Столь благоприятное изменение топографии вызвало взрыв энтузиазма. Еще бы! В прошлом году приходилось тесниться на узкой площадке, нависавшей над огненным расплавом, а сейчас можно было работать с полным комфортом.
Группа, за малым исключением, приехала в том же составе, что и в прошлый раз. Из новичков был физик Камиль Вавассер, большой любитель цветов и трав. Тем не менее он вызвался поехать в минеральный ад, затерянный к тому же посреди соляной пустыни.

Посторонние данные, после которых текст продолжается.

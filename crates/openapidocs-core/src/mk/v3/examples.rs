//! Synthesis of example values from schemas.
//!
//! [`ExampleGenerator`] dispatches on the schema `type` to a registry of
//! [`SchemaExampleHandler`]s. Registering a handler for an existing type
//! replaces it, which is how tests obtain deterministic values:
//!
//! ```
//! use openapidocs_core::mk::v3::examples::{ExampleGenerator, ScalarExampleHandler};
//! use serde_json::json;
//!
//! let generator = ExampleGenerator::default()
//!     .with_handler(ScalarExampleHandler::integer().with_format("int32", || json!(42)));
//!
//! let example = generator.example_from_schema(&json!({"type": "integer", "format": "int32"}));
//! assert_eq!(example, json!(42));
//! ```

// Internal imports (std, crate)
use std::sync::Arc;

use crate::normalize::Node;

// External imports (alphabetized)
use indexmap::IndexMap;
use rand::Rng;
use serde_json::{json, Map};
use uuid::Uuid;

/// Produces a value for a format.
pub type FormatValue = Arc<dyn Fn() -> Node + Send + Sync>;

/// Produces examples for schemas of one type.
pub trait SchemaExampleHandler: Send + Sync {
    /// Value of the schema `type` this handler serves.
    fn type_name(&self) -> &str;

    fn get_example(&self, schema: &Node, generator: &ExampleGenerator) -> Node;
}

/// Handler for scalar types: a value per format, or a default value.
#[derive(Clone)]
pub struct ScalarExampleHandler {
    type_name: String,
    default: Node,
    formats: IndexMap<String, FormatValue>,
}

impl std::fmt::Debug for ScalarExampleHandler {
    fn fmt(&self, f: &mut std::fmt::Formatter<'_>) -> std::fmt::Result {
        f.debug_struct("ScalarExampleHandler")
            .field("type_name", &self.type_name)
            .field("default", &self.default)
            .field("formats", &self.formats.keys().collect::<Vec<_>>())
            .finish()
    }
}

impl ScalarExampleHandler {
    pub fn new<S: Into<String>>(type_name: S, default: Node) -> Self {
        Self {
            type_name: type_name.into(),
            default,
            formats: IndexMap::new(),
        }
    }

    /// Sets the value generator of a format, replacing any previous one.
    pub fn with_format<S, F>(mut self, format: S, value: F) -> Self
    where
        S: Into<String>,
        F: Fn() -> Node + Send + Sync + 'static,
    {
        self.formats.insert(format.into(), Arc::new(value));
        self
    }

    pub fn string() -> Self {
        Self::new("string", json!("string"))
            .with_format("email", || json!("derp@meme.org"))
            .with_format("uuid", || json!(Uuid::new_v4().to_string()))
            .with_format("date", || json!("2022-04-13"))
            .with_format("date-time", || json!("2022-04-13T15:42:05.901Z"))
            .with_format("password", || json!("************"))
            .with_format("byte", || json!("TG9yZW0gaXBzdW0gZG9sb3Igc2l0IGFtZXQ="))
            .with_format("binary", || json!("TG9yZW0gaXBzdW0gZG9sb3Igc2l0IGFtZXQ="))
    }

    pub fn integer() -> Self {
        Self::new("integer", json!(0))
            .with_format("int32", random_integer)
            .with_format("int64", random_integer)
    }

    pub fn boolean() -> Self {
        Self::new("boolean", json!(true))
    }

    pub fn number() -> Self {
        Self::new("number", json!(10.12))
            .with_format("float", || json!(10.12))
            .with_format("double", || json!(10.12))
    }

    fn scalar_example(&self, schema: &Node) -> Node {
        schema
            .get("format")
            .and_then(Node::as_str)
            .and_then(|format| self.formats.get(format))
            .map_or_else(|| self.default.clone(), |value| value())
    }
}

impl SchemaExampleHandler for ScalarExampleHandler {
    fn type_name(&self) -> &str {
        &self.type_name
    }

    fn get_example(&self, schema: &Node, _generator: &ExampleGenerator) -> Node {
        // the first enum value wins over the format
        if self.type_name == "string" {
            if let Some(first) = schema
                .get("enum")
                .and_then(Node::as_array)
                .and_then(|values| values.first())
            {
                return first.clone();
            }
        }
        self.scalar_example(schema)
    }
}

fn random_integer() -> Node {
    json!(rand::thread_rng().gen_range(0..300))
}

/// Handler for `object` schemas: an example per property.
#[derive(Debug, Default, Clone, Copy)]
pub struct ObjectExampleHandler;

impl SchemaExampleHandler for ObjectExampleHandler {
    fn type_name(&self) -> &str {
        "object"
    }

    fn get_example(&self, schema: &Node, generator: &ExampleGenerator) -> Node {
        let mut example = Map::new();
        if let Some(properties) = schema.get("properties").and_then(Node::as_object) {
            for (name, property) in properties {
                example.insert(name.clone(), generator.example_from_schema(property));
            }
        }
        Node::Object(example)
    }
}

/// Handler for `array` schemas: a single item, or one item per entry when
/// `items` is a list.
#[derive(Debug, Default, Clone, Copy)]
pub struct ArrayExampleHandler;

impl SchemaExampleHandler for ArrayExampleHandler {
    fn type_name(&self) -> &str {
        "array"
    }

    fn get_example(&self, schema: &Node, generator: &ExampleGenerator) -> Node {
        match schema.get("items") {
            Some(Node::Array(items)) => Node::Array(
                items
                    .iter()
                    .map(|item| generator.example_from_schema(item))
                    .collect(),
            ),
            Some(items) => Node::Array(vec![generator.example_from_schema(items)]),
            None => Node::Array(Vec::new()),
        }
    }
}

/// Registry of example handlers by schema type.
pub struct ExampleGenerator {
    handlers: IndexMap<String, Box<dyn SchemaExampleHandler>>,
}

impl Default for ExampleGenerator {
    fn default() -> Self {
        Self::empty()
            .with_handler(ScalarExampleHandler::string())
            .with_handler(ScalarExampleHandler::integer())
            .with_handler(ScalarExampleHandler::boolean())
            .with_handler(ScalarExampleHandler::number())
            .with_handler(ObjectExampleHandler)
            .with_handler(ArrayExampleHandler)
    }
}

impl std::fmt::Debug for ExampleGenerator {
    fn fmt(&self, f: &mut std::fmt::Formatter<'_>) -> std::fmt::Result {
        f.debug_struct("ExampleGenerator")
            .field("handlers", &self.handlers.keys().collect::<Vec<_>>())
            .finish()
    }
}

impl ExampleGenerator {
    /// A generator without handlers: every typed schema is returned as is.
    pub fn empty() -> Self {
        Self {
            handlers: IndexMap::new(),
        }
    }

    /// Registers a handler under its type name, replacing any previous one.
    pub fn with_handler<H: SchemaExampleHandler + 'static>(mut self, handler: H) -> Self {
        self.handlers
            .insert(handler.type_name().to_string(), Box::new(handler));
        self
    }

    /// Returns an example for a schema whose references are already expanded.
    ///
    /// An explicit `example` is returned verbatim. A schema without `type` has
    /// no example (`null`); a schema with an unknown type is returned as is.
    pub fn example_from_schema(&self, schema: &Node) -> Node {
        let Node::Object(map) = schema else {
            return Node::Null;
        };
        if let Some(example) = map.get("example") {
            return example.clone();
        }
        match map.get("type") {
            None | Some(Node::Null) => Node::Null,
            Some(Node::String(type_name)) if type_name.is_empty() => Node::Null,
            Some(type_name) => match type_name.as_str().and_then(|t| self.handlers.get(t)) {
                Some(handler) => handler.get_example(schema, self),
                None => schema.clone(),
            },
        }
    }
}

#[cfg(test)]
mod tests {
    use super::*;
    use pretty_assertions::assert_eq;

    fn generator() -> ExampleGenerator {
        ExampleGenerator::default().with_handler(
            ScalarExampleHandler::integer()
                .with_format("int32", || json!(7))
                .with_format("int64", || json!(8)),
        )
    }

    #[test]
    fn test_explicit_example_wins() {
        let schema = json!({"type": "string", "example": "Tom"});
        assert_eq!(generator().example_from_schema(&schema), json!("Tom"));
    }

    #[test]
    fn test_string_examples() {
        let generator = generator();
        assert_eq!(generator.example_from_schema(&json!({"type": "string"})), json!("string"));
        assert_eq!(
            generator.example_from_schema(&json!({"type": "string", "format": "email"})),
            json!("derp@meme.org")
        );
        assert_eq!(
            generator.example_from_schema(&json!({"type": "string", "format": "date-time"})),
            json!("2022-04-13T15:42:05.901Z")
        );
        assert_eq!(
            generator.example_from_schema(
                &json!({"type": "string", "format": "email", "enum": ["a", "b"]})
            ),
            json!("a")
        );
        let uuid = generator.example_from_schema(&json!({"type": "string", "format": "uuid"}));
        assert!(Uuid::parse_str(uuid.as_str().unwrap()).is_ok());
    }

    #[test]
    fn test_scalar_examples() {
        let generator = generator();
        assert_eq!(generator.example_from_schema(&json!({"type": "integer"})), json!(0));
        assert_eq!(
            generator.example_from_schema(&json!({"type": "integer", "format": "int64"})),
            json!(8)
        );
        assert_eq!(generator.example_from_schema(&json!({"type": "boolean"})), json!(true));
        assert_eq!(generator.example_from_schema(&json!({"type": "number"})), json!(10.12));
        assert_eq!(
            generator.example_from_schema(&json!({"type": "number", "format": "double"})),
            json!(10.12)
        );
    }

    #[test]
    fn test_number_formats_can_be_replaced() {
        let generator = ExampleGenerator::default()
            .with_handler(ScalarExampleHandler::number().with_format("float", || json!(1.5)));
        assert_eq!(
            generator.example_from_schema(&json!({"type": "number", "format": "float"})),
            json!(1.5)
        );
        assert_eq!(
            generator.example_from_schema(&json!({"type": "number", "format": "double"})),
            json!(10.12)
        );
    }

    #[test]
    fn test_random_integers_are_in_range() {
        let generator = ExampleGenerator::default();
        for _ in 0..50 {
            let value = generator
                .example_from_schema(&json!({"type": "integer", "format": "int32"}))
                .as_i64()
                .unwrap();
            assert!((0..300).contains(&value));
        }
    }

    #[test]
    fn test_object_and_array_examples() {
        let schema = json!({
            "type": "object",
            "properties": {
                "id": {"type": "integer", "format": "int32"},
                "name": {"type": "string"},
                "tags": {"type": "array", "items": {"type": "string", "example": "cute"}},
                "pair": {"type": "array", "items": [{"type": "boolean"}, {"type": "number"}]}
            }
        });
        assert_eq!(
            generator().example_from_schema(&schema),
            json!({"id": 7, "name": "string", "tags": ["cute"], "pair": [true, 10.12]})
        );
        assert_eq!(
            generator().example_from_schema(&json!({"type": "object"})),
            json!({})
        );
    }

    #[test]
    fn test_untyped_and_unknown_schemas() {
        let generator = generator();
        assert_eq!(generator.example_from_schema(&json!({"oneOf": []})), Node::Null);
        assert_eq!(generator.example_from_schema(&Node::Null), Node::Null);
        let unknown = json!({"type": "file"});
        assert_eq!(generator.example_from_schema(&unknown), unknown);
    }

    #[test]
    fn test_empty_generator_returns_schemas() {
        let schema = json!({"type": "string"});
        assert_eq!(ExampleGenerator::empty().example_from_schema(&schema), schema);
    }
}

Художник и верный друг Пьер Бише, вот уже два десятилетия сопровождающий нас в вулканологических походах, взял на себя лагерное хозяйство, облюбовав для базы площадку на базальтовых плитах у южной оконечности кратера. Рисовальщик, кок и неистощимый весельчак, Пьер Бише давно стал душой французской вулканологии, без него любая полевая группа впадала в уныние. Наконец, два крепких горца, уроженцы Французской Юры Франсуа Форнер и Ролан Мишель, вызвались помочь ученым в перетаскивании тяжелого снаряжения.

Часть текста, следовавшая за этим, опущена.